In January 2017, we had added Boeing to the Dividend Growth Newsletter portfolio, but we had removed it March 16, 2018, prior to the unfortunate and high-profile accidents that occurred several months after. During the short time it was in the newsletter portfolio, the stock roughly doubled, producing a return 5 times that of the S&P 500’s performance. Here was the rationale for the removal at the time (bear in mind that this was before the terrible tragedies that occurred months later):
The primary reasons for the removal rest in a combination of Boeing’s value and technical/momentum considerations. Shares have soared to the high end of our fair value range, and now technically, they have started to roll over as investors, fair or not, worry about retaliation with respect to coming tariffs. We’re huge fans of Boeing on a fundamental basis, but a great company a great stock doesn’t always make.

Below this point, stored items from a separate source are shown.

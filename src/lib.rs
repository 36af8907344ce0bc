//! # MountWald Library
//!
//! Mount discovery and drive classification for Linux hosts. MountWald reads
//! the kernel's mount table, decides which filesystem types are backed by a
//! block device and classifies every mount as fixed, network or unknown so
//! that capacity planning and write-target validation can treat local disks
//! and network shares differently.
//!
//! ## Core Components
//!
//! - [`mounts`]: mount-table parsing, classification and lazy volume queries
//! - [`config`]: Application configuration management
//! - [`error`]: Mount and volume errors plus HTTP error responses
//! - [`metrics`]: Enumeration and volume query counters
//! - [`routes`]: HTTP API endpoint handlers
//! - [`state`]: Shared application state
//! - [`types`]: Data transfer objects
//!
//! ## Example
//!
//! ```no_run
//! use mountwald::mounts::{MountProvider, ProcMountProvider};
//!
//! let provider = ProcMountProvider::new();
//! for mount in provider.get_mounts() {
//!     println!("{} on {} ({})", mount.name(), mount.root_directory(), mount.drive_type());
//! }
//! ```

pub mod config;
pub mod error;
pub mod metrics;
pub mod mounts;
pub mod routes;
pub mod state;
pub mod types;

#[cfg(test)]
mod tests;
use std::net::SocketAddr;

use tower_http::cors::CorsLayer;
use tracing::info;
use tracing_subscriber::{layer::SubscriberExt, util::SubscriberInitExt};

use mountwald::{config, routes, state::AppState};

#[tokio::main]
async fn main() -> anyhow::Result<()> {
    // Logging (stdout + tägliche Datei-Rotation unter ./logs)
    std::fs::create_dir_all("logs").ok();
    let (stdout_nb, stdout_guard) = tracing_appender::non_blocking(std::io::stdout());
    let file_appender = tracing_appender::rolling::daily("logs", "mountwald.log");
    let (file_nb, file_guard) = tracing_appender::non_blocking(file_appender);
    let env_filter = tracing_subscriber::EnvFilter::try_from_default_env()
        .unwrap_or_else(|_| "info,tower_http=info".into());
    tracing_subscriber::registry()
        .with(env_filter)
        .with(tracing_subscriber::fmt::layer().with_writer(stdout_nb))
        .with(tracing_subscriber::fmt::layer().with_ansi(false).with_writer(file_nb))
        .init();
    // Guards am Leben halten, damit die Non-Blocking Writer korrekt flushen
    let _log_guards = (stdout_guard, file_guard);

    // Load configuration (embedded defaults -> mountwald.toml -> env/.env)
    let app_cfg = config::load()?;
    info!(
        "Reading mounts from {} (filesystem types from {})",
        app_cfg.mounts.mount_table, app_cfg.mounts.filesystems
    );

    let state = AppState::new(app_cfg.clone());
    let app = routes::router(state);

    // CORS: in Debug permissiv (für lokale Entwicklung), in Release nicht nötig (same-origin)
    let app = if cfg!(debug_assertions) { app.layer(CorsLayer::permissive()) } else { app };

    let port: u16 = app_cfg.server.port;
    let host: String = app_cfg.server.host.clone();
    let addr: SocketAddr = format!("{}:{}", host, port)
        .parse()
        .map_err(|e| anyhow::anyhow!("invalid listen addr {}:{} - {}", host, port, e))?;
    let listener = tokio::net::TcpListener::bind(addr).await?;

    info!("MountWald listening on http://{}", listener.local_addr()?);
    axum::serve(listener, app).with_graceful_shutdown(shutdown_signal()).await?;

    Ok(())
}

async fn shutdown_signal() {
    #[cfg(unix)]
    {
        match tokio::signal::unix::signal(tokio::signal::unix::SignalKind::terminate()) {
            Ok(mut term) => {
                tokio::select! {
                    _ = tokio::signal::ctrl_c() => {},
                    _ = term.recv() => {},
                }
            }
            Err(e) => {
                tracing::warn!("Failed to install SIGTERM handler: {}", e);
                let _ = tokio::signal::ctrl_c().await;
            }
        }
    }
    #[cfg(not(unix))]
    {
        let _ = tokio::signal::ctrl_c().await;
    }
    info!("Shutdown signal received. Stopping server...");
}
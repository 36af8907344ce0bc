use crate::state::AppState;
use axum::{
    extract::State,
    http::{header, StatusCode},
    response::IntoResponse,
    Json,
};

// Health check endpoint - lightweight
pub async fn healthz() -> impl IntoResponse {
    (StatusCode::OK, "ok")
}

// Metrics endpoint: returns JSON snapshot
pub async fn metrics(State(state): State<AppState>) -> impl IntoResponse {
    let snapshot = state.metrics.get_snapshot();
    Json(snapshot)
}

// Prometheus-compatible text exposition format
pub async fn metrics_prometheus(State(state): State<AppState>) -> impl IntoResponse {
    let m = state.metrics.get_snapshot();
    let body = format!(
        "# HELP mountwald_enumerations Mount table enumerations\n# TYPE mountwald_enumerations counter\nmountwald_enumerations {}\n\
# HELP mountwald_mounts_listed Mounts returned across all enumerations\n# TYPE mountwald_mounts_listed counter\nmountwald_mounts_listed {}\n\
# HELP mountwald_lines_skipped Mount table lines skipped as malformed\n# TYPE mountwald_lines_skipped counter\nmountwald_lines_skipped {}\n\
# HELP mountwald_volume_failures Volume queries that failed or timed out\n# TYPE mountwald_volume_failures counter\nmountwald_volume_failures {}\n\
# HELP mountwald_uptime_seconds Uptime seconds\n# TYPE mountwald_uptime_seconds gauge\nmountwald_uptime_seconds {}\n",
        m.enumerations,
        m.mounts_listed,
        m.lines_skipped,
        m.volume_failures,
        m.uptime_seconds,
    );
    ([(header::CONTENT_TYPE, "text/plain; version=0.0.4")], body)
}

// Version/Build info endpoint (JSON)
pub async fn version() -> impl IntoResponse {
    let body = serde_json::json!({
        "name": env!("CARGO_PKG_NAME"),
        "version": env!("CARGO_PKG_VERSION"),
        "package": {
            "description": env!("CARGO_PKG_DESCRIPTION"),
            "authors": env!("CARGO_PKG_AUTHORS"),
            "license": env!("CARGO_PKG_LICENSE"),
        },
        "build": {
            "profile": if cfg!(debug_assertions) { "debug" } else { "release" },
            "os": std::env::consts::OS,
            "arch": std::env::consts::ARCH,
        }
    });
    (StatusCode::OK, Json(body))
}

Fast forward to January 23, 2020--a month or so before the COVID-19 market collapse--when Boeing’s shares were trading at ~$320 per share, I penned a piece in frustration: “Why *NOW* Do You Care About Boeing’s Stock?” I said in that January 23, 2020 note in no uncertain terms: “In no, way shape or form should you *now* be interested in Boeing’s stock.” There was some more harsh writing in the note, and I wish I could have said it nicer – but at times, I just want our members to get a feel for exactly what we think about a stock. There’s always room for improvement in my tone.
But please let me put it nicely now: I really didn’t like Boeing’s shares at $320 in January 2020, especially since we had removed them from the Dividend Growth Newsletter portfolio for a huge win just a number of months prior. Now with the benefit of hindsight, I hope you can forgive me for that emphatic and colorful note (in analyst speak, we call that type of writing “pounding the table”). Boeing’s shares had fallen from ~$320 that day in January 2020, to a 52-week low of $89 per share in mid-March.
But that was then, and this is now. Shares of Boeing have finally bounced back, converging to our fair value estimate of $200 that we established near the depths of the COVID-19 meltdown. The company’s shares had rallied back to those levels in June of this year, and now they have settled again at our fair value estimate after technically basing for a number of months. We’re viewing this share price move, in particular, positively, but Boeing still has a long way to go to meet the fundamental/financial criteria we’re looking for to be reconsidered in any newsletter portfolio.
The reality is that Boeing’s financials are still pretty scary. During the first nine months of 2020, the company burned through an incredible $15.4 billion in free cash flow, even as it cut capital spending by a few hundred million. As of the end of the third quarter of 2020, its total consolidated debt now stands at $61 billion, with total cash and marketable securities of $27.1 billion. This compares to total consolidated debt of $24.7 billion and total cash and marketable securities of $10.9 billion, as of the end of the third quarter of 2019.
The grounding of the 737 MAX and the outbreak of COVID-19 have combined to be an absolute wrecking ball to Boeing’s financials, and it may take a very, very long time before things start looking better on the books. S&P, Moody’s and Fitch still give the company investment-grade credit ratings (BBB-/Baa2/BBB-), but we’re not sure the aerospace giant deserves them. Here’s what Fitch noted October 2020: “…many of the company's quantitative rating factors will be inconsistent with the 'BBB' category for three years (2019-2021) and into 2022.” It’s probably fair to say that Boeing’s corporate debt should be rated junk, but that would cause some severe reverberations in the credit markets, in our view.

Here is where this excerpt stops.